With a theme of transformation guiding all the works within the Brompton Design District at this year’s London Design Festival, the Czech Centre London set to construct an application of this theme upon our understanding of glassblowing. The resulting exhibition, “Breathless,” does so in a way that captures the history of Czech glassblowing in stark contrast to its consistently unconventional developments. Both glass creation and application are addressed, and organizers DECHEM Studio and OKOLO bring their distinct approaches to enlighten the glass process at every stage.

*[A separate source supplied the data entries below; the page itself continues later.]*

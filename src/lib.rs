//! Output-snapshot tests whose expected text lives in the test function itself.
//!
//! A test is declared with [`expect!`]: the raw string literal that opens the
//! function body is the recorded output. Running the test captures what it
//! writes through [`outln!`] and friends and compares the two after
//! whitespace normalisation. When an artifact fails, a corrected sibling
//! (`<file>.err`) is written with every block replaced by the latest output,
//! ready to be reviewed and accepted.
//!
//! ```ignore
//! use expect_def::{expect, outln, Registry};
//!
//! pub fn register(registry: &mut Registry) -> expect_def::Result<()> {
//!     registry.register(expect! {
//!         fn greets() {
//!             r#"
//!             hello
//!             "#;
//!             outln!("hello");
//!         }
//!     })?;
//!     Ok(())
//! }
//! ```

pub mod capture;
pub mod cli;
pub mod config;
pub mod error;
pub mod expectation;
mod macros;
pub mod registry;
pub mod report;
pub mod rewrite;
pub mod runner;

pub use crate::capture::{error_output, output, CaptureGuard};
pub use crate::config::{load_config, DiffConfig, HarnessConfig};
pub use crate::error::{Error, Result};
pub use crate::expectation::{normalize, Expectation, IntoOutcome, Location, Outcome, TestFn};
pub use crate::registry::Registry;
pub use crate::report::{Reporter, TerminalReporter};
pub use crate::rewrite::{accept, corrected_path, read_block, rewrite, rewrite_source};
pub use crate::runner::{run_all, RunSummary};
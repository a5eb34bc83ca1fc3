//! Harness configuration loaded from `.expect-def.toml`.
//!
//! The file is looked up in the current directory and its ancestors; the
//! first readable, valid file wins. Missing or invalid files fall back to
//! defaults with a warning, they never stop a run.

use crate::error::{Error, Result};
use crate::rewrite::DEFAULT_CORRECTED_SUFFIX;
use serde::{Deserialize, Serialize};
use std::fs;
use std::path::{Path, PathBuf};

pub const CONFIG_FILE_NAME: &str = ".expect-def.toml";

/// Environment variable overriding the diff command (`none` disables it).
pub const DIFF_ENV_VAR: &str = "EXPECT_DEF_DIFF";

const MAX_TRAVERSAL_DEPTH: usize = 10;

/// Root configuration structure
#[derive(Debug, Clone, PartialEq, Eq, Serialize, Deserialize)]
#[serde(default)]
pub struct HarnessConfig {
    /// Appended to an artifact path to name its corrected sibling
    pub corrected_suffix: String,

    /// Exit with a failure status when any artifact fails
    pub fail_exit_code: bool,

    /// External tool used to show the difference between an artifact and its correction
    pub diff: DiffConfig,
}

impl Default for HarnessConfig {
    fn default() -> Self {
        Self {
            corrected_suffix: DEFAULT_CORRECTED_SUFFIX.to_string(),
            fail_exit_code: true,
            diff: DiffConfig::default(),
        }
    }
}

#[derive(Debug, Clone, PartialEq, Eq, Serialize, Deserialize)]
#[serde(default)]
pub struct DiffConfig {
    pub enabled: bool,
    pub command: String,
    /// Arguments placed before the two file paths
    pub args: Vec<String>,
}

impl Default for DiffConfig {
    fn default() -> Self {
        Self {
            enabled: true,
            command: "patdiff".to_string(),
            args: vec![
                "-keep-whitespace".to_string(),
                "-context".to_string(),
                "3".to_string(),
            ],
        }
    }
}

impl HarnessConfig {
    /// Apply environment overrides on top of file configuration.
    pub fn with_env_overrides(self) -> Self {
        self.with_diff_override(std::env::var(DIFF_ENV_VAR).ok())
    }

    fn with_diff_override(mut self, command: Option<String>) -> Self {
        match command.as_deref().map(str::trim) {
            None | Some("") => {}
            Some(value) if value.eq_ignore_ascii_case("none") => self.diff.enabled = false,
            Some(value) => {
                self.diff.enabled = true;
                self.diff.command = value.to_string();
            }
        }
        self
    }

    fn validate(&self) -> Result<()> {
        if self.corrected_suffix.is_empty() {
            return Err(Error::Config("corrected_suffix must not be empty".into()));
        }
        if self.corrected_suffix.contains(['/', '\\']) {
            return Err(Error::Config(format!(
                "corrected_suffix must not contain a path separator: {:?}",
                self.corrected_suffix
            )));
        }
        if self.diff.enabled && self.diff.command.trim().is_empty() {
            return Err(Error::Config("diff.command must not be empty".into()));
        }
        Ok(())
    }
}

/// Parse and validate configuration from a TOML string
pub fn parse_config(contents: &str) -> Result<HarnessConfig> {
    let config = toml::from_str::<HarnessConfig>(contents)
        .map_err(|e| Error::Config(format!("failed to parse {CONFIG_FILE_NAME}: {e}")))?;
    config.validate()?;
    Ok(config)
}

fn try_load_config_from_path(config_path: &Path) -> Option<HarnessConfig> {
    let contents = match fs::read_to_string(config_path) {
        Ok(contents) => contents,
        Err(e) => {
            // Only log actual errors, not "file not found"
            if e.kind() != std::io::ErrorKind::NotFound {
                tracing::warn!(path = %config_path.display(), error = %e, "failed to read config file");
            }
            return None;
        }
    };

    match parse_config(&contents) {
        Ok(config) => {
            tracing::debug!(path = %config_path.display(), "loaded config");
            Some(config)
        }
        Err(e) => {
            tracing::warn!(path = %config_path.display(), "{e}. Using defaults.");
            None
        }
    }
}

fn directory_ancestors(start: PathBuf, max_depth: usize) -> impl Iterator<Item = PathBuf> {
    std::iter::successors(Some(start), |dir| {
        let mut parent = dir.clone();
        parent.pop().then_some(parent)
    })
    .take(max_depth)
}

/// Search `start` and its ancestors for a configuration file.
pub fn load_config_from(start: PathBuf) -> HarnessConfig {
    directory_ancestors(start, MAX_TRAVERSAL_DEPTH)
        .map(|dir| dir.join(CONFIG_FILE_NAME))
        .find_map(|path| try_load_config_from_path(&path))
        .unwrap_or_default()
}

/// Load configuration for the current directory.
pub fn load_config() -> HarnessConfig {
    match std::env::current_dir() {
        Ok(dir) => load_config_from(dir),
        Err(e) => {
            tracing::warn!(error = %e, "failed to get current directory. Using default config.");
            HarnessConfig::default()
        }
    }
}
//! Artifact-keyed collection of expectations.
//!
//! The registry is built by the test entry point (one `register` function per
//! suite module, called before any run) and handed by reference to the runner
//! and the rewriter. It is append-only while suites register and read-only
//! afterwards, apart from each expectation's latest output.

use crate::error::{Error, Result};
use crate::expectation::{Expectation, TestFn};
use std::collections::BTreeMap;
use std::path::{Path, PathBuf};

#[derive(Debug, Default)]
pub struct Registry {
    artifacts: BTreeMap<PathBuf, Vec<Expectation>>,
}

impl Registry {
    pub fn new() -> Self {
        Self::default()
    }

    /// Add an expectation under its artifact and hand back its callable.
    ///
    /// Expectations keep registration order within an artifact. A second
    /// expectation on an already-used artifact line is rejected, since the
    /// rewriter keys blocks by line alone.
    pub fn register(&mut self, expectation: Expectation) -> Result<TestFn> {
        let expectations = self
            .artifacts
            .entry(expectation.artifact().to_path_buf())
            .or_default();

        if let Some(existing) = expectations
            .iter()
            .find(|e| e.location().line == expectation.location().line)
        {
            return Err(Error::DuplicateLocation {
                artifact: expectation.artifact().to_path_buf(),
                line: expectation.location().line,
                name: expectation.name().to_string(),
                existing: existing.name().to_string(),
            });
        }

        tracing::debug!(
            test = expectation.name(),
            location = %expectation.location(),
            "registered expectation"
        );
        let callable = expectation.callable();
        expectations.push(expectation);
        Ok(callable)
    }

    /// Artifacts in path order.
    pub fn artifacts(&self) -> impl Iterator<Item = &Path> {
        self.artifacts.keys().map(PathBuf::as_path)
    }

    /// Expectations registered for `artifact`, in registration order.
    pub fn expectations(&self, artifact: &Path) -> &[Expectation] {
        self.artifacts
            .get(artifact)
            .map(Vec::as_slice)
            .unwrap_or_default()
    }

    pub fn iter(&self) -> impl Iterator<Item = (&Path, &[Expectation])> {
        self.artifacts
            .iter()
            .map(|(artifact, expectations)| (artifact.as_path(), expectations.as_slice()))
    }

    pub(crate) fn iter_mut(&mut self) -> impl Iterator<Item = (&Path, &mut [Expectation])> {
        self.artifacts
            .iter_mut()
            .map(|(artifact, expectations)| (artifact.as_path(), expectations.as_mut_slice()))
    }

    /// Total number of expectations across all artifacts.
    pub fn len(&self) -> usize {
        self.artifacts.values().map(Vec::len).sum()
    }

    pub fn is_empty(&self) -> bool {
        self.len() == 0
    }
}
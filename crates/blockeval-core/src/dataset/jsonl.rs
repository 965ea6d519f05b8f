//! Local dataset snapshots stored as `<dir>/<split>.jsonl`.

use std::path::{Path, PathBuf};

use async_trait::async_trait;
use tracing::debug;

use super::{Dataset, DatasetRow, DatasetSource};
use crate::errors::{EvalError, EvalResult};

/// Reads one `{"text": ..., "label": ...}` object per line.
#[derive(Debug, Clone)]
pub struct JsonlDatasetSource {
    dir: PathBuf,
}

impl JsonlDatasetSource {
    pub fn new(dir: impl Into<PathBuf>) -> Self {
        Self { dir: dir.into() }
    }

    pub fn split_path(&self, split: &str) -> PathBuf {
        self.dir.join(format!("{split}.jsonl"))
    }
}

fn parse_rows(path: &Path, content: &str, limit: usize) -> EvalResult<Vec<DatasetRow>> {
    content
        .lines()
        .enumerate()
        .filter(|(_, line)| !line.trim().is_empty())
        .take(limit)
        .map(|(lineno, line)| {
            serde_json::from_str::<DatasetRow>(line).map_err(|e| EvalError::Dataset {
                message: format!("{}:{}: invalid row: {}", path.display(), lineno + 1, e),
            })
        })
        .collect()
}

#[async_trait]
impl DatasetSource for JsonlDatasetSource {
    async fn load(&self, split: &str, limit: usize) -> EvalResult<Dataset> {
        if limit == 0 {
            return Ok(Dataset::default());
        }

        let path = self.split_path(split);
        debug!(path = %path.display(), limit, "reading dataset snapshot");

        let content =
            tokio::fs::read_to_string(&path)
                .await
                .map_err(|e| EvalError::Dataset {
                    message: format!("failed to read {}: {}", path.display(), e),
                })?;

        Dataset::new(parse_rows(&path, &content, limit)?)
    }

    fn source_name(&self) -> &'static str {
        "jsonl"
    }
}

#[cfg(test)]
mod tests {
    use super::*;
    use tempfile::tempdir;

    fn write_split(dir: &Path, split: &str, body: &str) {
        std::fs::write(dir.join(format!("{split}.jsonl")), body).unwrap();
    }

    #[tokio::test]
    async fn loads_rows_up_to_limit() {
        let tmp = tempdir().unwrap();
        write_split(
            tmp.path(),
            "test",
            "{\"text\": \"i feel great\", \"label\": 1}\n\n{\"text\": \"so alone\", \"label\": 0}\n{\"text\": \"boo\", \"label\": 4}\n",
        );

        let source = JsonlDatasetSource::new(tmp.path());
        let ds = source.load("test", 2).await.unwrap();
        assert_eq!(ds.len(), 2);
        assert_eq!(ds.get(0).unwrap().label, 1);
        assert_eq!(ds.get(1).unwrap().text, "so alone");

        let all = source.load("test", usize::MAX).await.unwrap();
        assert_eq!(all.len(), 3);
    }

    #[tokio::test]
    async fn zero_limit_touches_nothing() {
        let source = JsonlDatasetSource::new("/nonexistent/blockeval");
        let ds = source.load("test", 0).await.unwrap();
        assert!(ds.is_empty());
    }

    #[tokio::test]
    async fn missing_split_is_a_dataset_error() {
        let tmp = tempdir().unwrap();
        let source = JsonlDatasetSource::new(tmp.path());
        let err = source.load("validation", 4).await.unwrap_err();
        assert!(matches!(err, EvalError::Dataset { .. }));
        assert!(err.to_string().contains("validation.jsonl"));
    }

    #[tokio::test]
    async fn bad_line_reports_location() {
        let tmp = tempdir().unwrap();
        write_split(tmp.path(), "train", "{\"text\": \"ok\", \"label\": 2}\n{\"text\": 3}\n");

        let err = JsonlDatasetSource::new(tmp.path())
            .load("train", 10)
            .await
            .unwrap_err();
        assert!(err.to_string().contains("train.jsonl:2"), "{err}");
    }

    #[tokio::test]
    async fn out_of_range_label_fails_at_load() {
        let tmp = tempdir().unwrap();
        write_split(tmp.path(), "test", "{\"text\": \"meh\", \"label\": 9}\n");

        let err = JsonlDatasetSource::new(tmp.path())
            .load("test", 10)
            .await
            .unwrap_err();
        assert!(matches!(err, EvalError::LabelOutOfRange { label: 9, .. }));
    }
}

There are 30 variations of glass use and form on display within the exhibition. This ranges from future-forward iterations to the depths of history (be that artistic or practical). Materials range from fiber glass to sheet glass, and more. Among the contemporary pieces, DESCHEM prepared a new collection of objects designed solely for the exhibition—with each aimed to highlight the studio’s method of production. But more than just presentations, “Breathless” encourages visitors to get hands-on. This includes both workshops and on-site glassblowing. For the latter, professional glassblowers partner with designers Tomás Alonso, Studio Swine, Michael Anastassiades and Marcin Rusak to manifest products that reveal varied techniques for working with glass.
Perhaps most strikingly, a mobile glass furnace has been installed. This isn’t a mock-up, but a petite glass studio operated by real craftspeople. From raw material to finished product, along with traditional instruments, the entire process will be frequently and realistically charted. Overall, it’s a worthy stop for anyone interested in the historic skill and where it’s moving.
“Breathless” is open today through 25 September, at 1 North Terrace, London.